• _Action item_: Print out the entries that follow exactly, missing none.

--- Material for this task Enclosed Below ---

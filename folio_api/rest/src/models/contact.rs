use std::collections::BTreeMap;

use serde::Serialize;

/// Field key to localized message, empty when the input is valid.
#[derive(Serialize)]
pub struct ApiContactValidation {
    pub errors: BTreeMap<&'static str, &'static str>,
}
/// Asserts that an expression matches a pattern, optionally with a guard.
///
/// The expression is matched by reference, so the bindings of a guard are
/// references too.
#[macro_export]
macro_rules! assert_matches {
    ($expr:expr, $pat:pat $(if $guard:expr)? $(,)?) => {
        match &$expr {
            $pat $(if $guard)? => {}
            value => ::core::panic!(
                "assertion failed: {value:?} does not match {}",
                ::core::stringify!($pat $(if $guard)?)
            ),
        }
    };
}
use std::collections::VecDeque;

use chrono::{DateTime, Utc};
use folio_models::notification::{Notification, Toast};

#[cfg_attr(feature = "mock", mockall::automock)]
pub trait NotificationFeatureService: Send + Sync + 'static {
    /// Turn a notification into a toast that expires after the configured
    /// duration.
    fn show(&self, notification: Notification) -> Toast;
}

#[cfg(feature = "mock")]
impl MockNotificationFeatureService {
    pub fn with_show(mut self, notification: Notification, result: Toast) -> Self {
        self.expect_show()
            .once()
            .with(mockall::predicate::eq(notification))
            .return_once(move |_| result);
        self
    }
}

/// The stack of toasts on screen.
///
/// Holds at most `limit` toasts. Pushing onto a full stack drops the oldest
/// toast, so with a limit of one every toast replaces the previous one.
#[derive(Debug, Clone, PartialEq, Eq)]
pub struct Toaster {
    limit: usize,
    toasts: VecDeque<Toast>,
}

impl Toaster {
    pub fn new(limit: usize) -> Self {
        Self {
            limit: limit.max(1),
            toasts: VecDeque::new(),
        }
    }

    pub fn push(&mut self, toast: Toast) {
        self.toasts.push_back(toast);
        while self.toasts.len() > self.limit {
            self.toasts.pop_front();
        }
    }

    /// The toasts that have not expired yet, oldest first.
    pub fn active(&self, now: DateTime<Utc>) -> impl Iterator<Item = &Toast> {
        self.toasts.iter().filter(move |toast| toast.is_active(now))
    }
}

--- End of Enclosed Material for this task ---

• _Response below_:
filename folio_api/rest/src/models/contact.rs
use std::collections::BTreeMap;

use serde::Serialize;

/// Field key to localized message, empty when the input is valid.
#[derive(Serialize)]
pub struct ApiContactValidation {
    pub errors: BTreeMap<&'static str, &'static str>,
}
/// Asserts that an expression matches a pattern, optionally with a guard.
///
/// The expression is matched by reference, so the bindings of a guard are
/// references too.
#[macro_export]
macro_rules! assert_matches {
    ($expr:expr, $pat:pat $(if $guard:expr)? $(,)?) => {
        match &$expr {
            $pat $(if $guard)? => {}
            value => ::core::panic!(
                "assertion failed: {value:?} does not match {}",
                ::core::stringify!($pat $(if $guard)?)
            ),
        }
    };
}
use std::collections::VecDeque;

use chrono::{DateTime, Utc};
use folio_models::notification::{Notification, Toast};

#[cfg_attr(feature = "mock", mockall::automock)]
pub trait NotificationFeatureService: Send + Sync + 'static {
    /// Turn a notification into a toast that expires after the configured
    /// duration.
    fn show(&self, notification: Notification) -> Toast;
}

#[cfg(feature = "mock")]
impl MockNotificationFeatureService {
    pub fn with_show(mut self, notification: Notification, result: Toast) -> Self {
        self.expect_show()
            .once()
            .with(mockall::predicate::eq(notification))
            .return_once(move |_| result);
        self
    }
}

/// The stack of toasts on screen.
///
/// Holds at most `limit` toasts. Pushing onto a full stack drops the oldest
/// toast, so with a limit of one every toast replaces the previous one.
#[derive(Debug, Clone, PartialEq, Eq)]
pub struct Toaster {
    limit: usize,
    toasts: VecDeque<Toast>,
}

impl Toaster {
    pub fn new(limit: usize) -> Self {
        Self {
            limit: limit.max(1),
            toasts: VecDeque::new(),
        }
    }

    pub fn push(&mut self, toast: Toast) {
        self.toasts.push_back(toast);
        while self.toasts.len() > self.limit {
            self.toasts.pop_front();
        }
    }

    /// The toasts that have not expired yet, oldest first.
    pub fn active(&self, now: DateTime<Utc>) -> impl Iterator<Item = &Toast> {
        self.toasts.iter().filter(move |toast| toast.is_active(now))
    }
}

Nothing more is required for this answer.